10.踏み出す一歩は約1センチ

「何やってんだ、お前ら……」


 救世主は突然やって来る。額がくっつきそうなほど近づけながら薄くて突き刺さるような視線を浴びせる今野とその視線を乾いた笑顔で受け止める凛の姿を開いた扉の戸あたりに寄りかかり少し呆れた表情で彼は二人を見詰めていた。


「……す、傑」


 極めて冷静で更に突き刺さるような視線にさらされた二人は瞬時に我に返ってある意味ファンタジーだった世界からうつつの場に引き戻される。カサカサに乾いた笑顔を浮かべながら彼の名前を辛うじて呟いた今野は凛の喉元に伸ばしかけた両手をそろそろと引っ込める。


「合奏始まるぞ、ちゃんと練習出来たのか?」


 クールな言葉は二人の胸を突き抜けて後ろの壁まで貫く程に強力な物だった。昨日の指摘事項のおさらいが出来ていない二人は大いに慌てたがそれは既に後の祭り、合同練習で赤っ恥をかいてすごすごと帰宅する羽目になった。すっかり日も暮れて、満月をバックに校門に向かって歩くてにおいて上手く行くのではないかと。


★★★


 帰宅して夕食を終え、自室に入って机に向かい、何気なくスマホを見ると紗久良からのメールが着信している事に気が付いた。文面を確認すると、母親の現状報告の様な物で、彼女が行っている特訓の成果が徐々にではあるが成果を上げつつあるらしく、母親はとりあえず近所のスーパーで一人で買い物ができる位の会話能力が付いたらしかった。それでも紗久良はまだかなりの不安を覚えている様だったが、凛から見ればそのくらいの会話が出来れば日常生活には支障が無いのではないかと感じられた。もっともそれは自分の英会話能力との比較でしかなかったのだが。

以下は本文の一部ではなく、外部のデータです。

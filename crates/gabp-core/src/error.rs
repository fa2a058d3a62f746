//! Error types for GABP

use thiserror::Error;

/// Result type for GABP operations
pub type Result<T> = std::result::Result<T, GabpError>;

/// GABP error types
#[derive(Debug, Error)]
pub enum GabpError {
    /// Envelope parsed but does not match any known message shape
    #[error("Invalid request: {0}")]
    InvalidRequest(String),

    /// Authenticated request with an unknown method
    #[error("Method not found: {0}")]
    MethodNotFound(String),

    /// Missing or unusable required params
    #[error("Invalid params: {0}")]
    InvalidParams(String),

    /// Tool handler failure or server-side bug path
    #[error("Internal error: {0}")]
    Internal(String),

    /// `session/hello` with a missing or mismatched token
    #[error("Authentication failed: {0}")]
    AuthenticationFailed(String),

    /// Non-handshake method before a successful handshake
    #[error("Session not established")]
    SessionNotEstablished,

    /// `tools/call` for a name not in the registry
    #[error("Tool not found: {0}")]
    ToolNotFound(String),

    /// Subscribe target does not exist (strict mode only)
    #[error("Event channel not found: {0}")]
    ChannelNotFound(String),

    /// Method valid but not allowed in the current session state
    #[error("Method not allowed: {0}")]
    MethodNotAllowed(String),

    /// Framing violation on the byte stream
    #[error("Frame error: {0}")]
    Frame(String),

    /// JSON encode/decode failure
    #[error("Serialization error: {0}")]
    Serialization(String),

    /// Socket-level failure
    #[error("Transport error: {0}")]
    Transport(String),

    /// Server lifecycle misuse (start while running, etc.)
    #[error("Server state error: {0}")]
    ServerState(String),
}

impl From<serde_json::Error> for GabpError {
    fn from(err: serde_json::Error) -> Self {
        GabpError::Serialization(err.to_string())
    }
}

impl GabpError {
    /// Wire error code for this error
    pub fn code(&self) -> i32 {
        match self {
            GabpError::InvalidRequest(_) => error_codes::INVALID_REQUEST,
            GabpError::MethodNotFound(_) => error_codes::METHOD_NOT_FOUND,
            GabpError::InvalidParams(_) => error_codes::INVALID_PARAMS,
            GabpError::Internal(_) => error_codes::INTERNAL_ERROR,
            GabpError::AuthenticationFailed(_) => error_codes::AUTHENTICATION_FAILED,
            GabpError::SessionNotEstablished => error_codes::SESSION_NOT_ESTABLISHED,
            GabpError::ToolNotFound(_) => error_codes::TOOL_NOT_FOUND,
            GabpError::ChannelNotFound(_) => error_codes::EVENT_CHANNEL_NOT_FOUND,
            GabpError::MethodNotAllowed(_) => error_codes::METHOD_NOT_ALLOWED,
            GabpError::Frame(_)
            | GabpError::Serialization(_)
            | GabpError::Transport(_)
            | GabpError::ServerState(_) => error_codes::SERVER_ERROR,
        }
    }
}

/// Wire error codes for GABP responses
pub mod error_codes {
    pub const INVALID_REQUEST: i32 = -32600;
    pub const METHOD_NOT_FOUND: i32 = -32601;
    pub const INVALID_PARAMS: i32 = -32602;
    pub const INTERNAL_ERROR: i32 = -32603;
    pub const SERVER_ERROR: i32 = -32000;
    pub const AUTHENTICATION_FAILED: i32 = -31000;
    pub const SESSION_NOT_ESTABLISHED: i32 = -31001;
    pub const TOOL_NOT_FOUND: i32 = -31002;
    pub const EVENT_CHANNEL_NOT_FOUND: i32 = -31003;
    pub const RESOURCE_NOT_FOUND: i32 = -31004;
    pub const METHOD_NOT_ALLOWED: i32 = -31005;
}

 小さくため息をついてから机に右手で頬杖を突き、スマホの画面を眺めながらぼんやりと思う、紗久良の母が踏み出した一歩目の歩幅は一センチにも満たないのかも知れないが、それは大きな一歩なのではないかと。前進することをやめた時、人は全てを失ってしまうのではないかと。自分が女の子になって命を守ったことは前に進んだのであって、生きる事をあきらめた訳では無い。あきらめさえしなければ、脚を踏み出すことは出来る。そしてその先に居るのは凜の希望、紗久良だった。


「いつか必ず迎えに行からね……」


 スマホを操作して保存している写真の中から一番お気に入りの紗久良の写真をモニターに呼び出すと、凛はそれに向けて微笑みを返す。すうと、彼女も自分に視線を向けて微笑んでくれた様に感じたのは、自分の心に空いたほんの少しの隙間を埋める為なのかも知れないと思った。


★★★


「傑さん……」


 何時もの喫茶店、テーブルを挟んで少しぎこちなく椅子に座る摩耶は春霞の様にぼやけた笑顔を浮かべながらかなり躊躇いがちに擦れた声でそう呟いた。その様子に違和感を感じて読んでいた文庫本から視線を上げてそれを摩耶の方に向けた傑は彼女の異変に気が付いて丸めていた背中を伸ばしゆっくりと体を起こす。


「どうしたんだ、摩耶?」


 口籠る彼女を傑は追い詰めてしまわない様に気を配りながら自分も背筋を伸ばして椅子に座り直す。その動作で空気が少し動いたからだろうか、二人の鼻腔を店内に漂う芳醇な珈琲の香りが擽る。だがそれ以上に傑の感覚を揺さぶったのは彼女の頬を伝った一筋の涙だった。


「うん、その……」


 だが、彼女はあくまで笑顔を崩そうとしない。いや、笑顔が張り付いてしまって表情を変える事が出来ないのかも知れなかった。傑は眉間に皺を寄せ、真剣な表情で彼女を見詰め続ける。何故か言葉が出て来ない。それは彼女の涙の理由を察してやる事が出来ない自分への怒りでもある。


「摩耶……」

「あのね、傑さん、私、時々、ひどく不安になる事がるの」

「不安?」

「うん、あなたが突然、手が届かない位遠くに行ってしまうんじゃないかって……思って」


 その不安の原因になっているのはおそらく自分の体の事だろうと傑には容易に想像がついたと同意に湧き出るのは深い溜息。右手を額に当てながら目を伏せしばらくの間黙り込む。そして再び徐に面差しを上げ目を開いた時に視界に映り込んで来たのは涙を輝かせながら無理やりの笑顔を作る摩耶の顔。それが鋭い矢となって心臓を貫いた様に傑は感じた。


「すまない・・・」


 かける言葉が見つからない、脳ミソが空運転状態でブラックホールよりも重い質量の物質を頭の中に埋め込まれ思考がその中に幽閉されて出て来ようとしないのだ。その呪縛を振り切って何とか開いた唇から出た言葉は飾り気のない本音。


「俺、摩耶の事、ちゃんと、好きだから・・・」


 その言葉に摩耶の瞳は再び涙で濡れそぼる。しかしそれは悲しみの涙ではなくて感動の涙、彼女は傑のちゃんと好き、その言葉に心が揺り動かされたのだ。彼の口から自分のことが好きという思いを聞いたのは今までにたった一度しかない。それが、不安に拍車をかけていたのだ。言葉は発してしまえば泡の様に消えてしまう、しかし心に刻まれたときそれは永遠の存在となるのだ。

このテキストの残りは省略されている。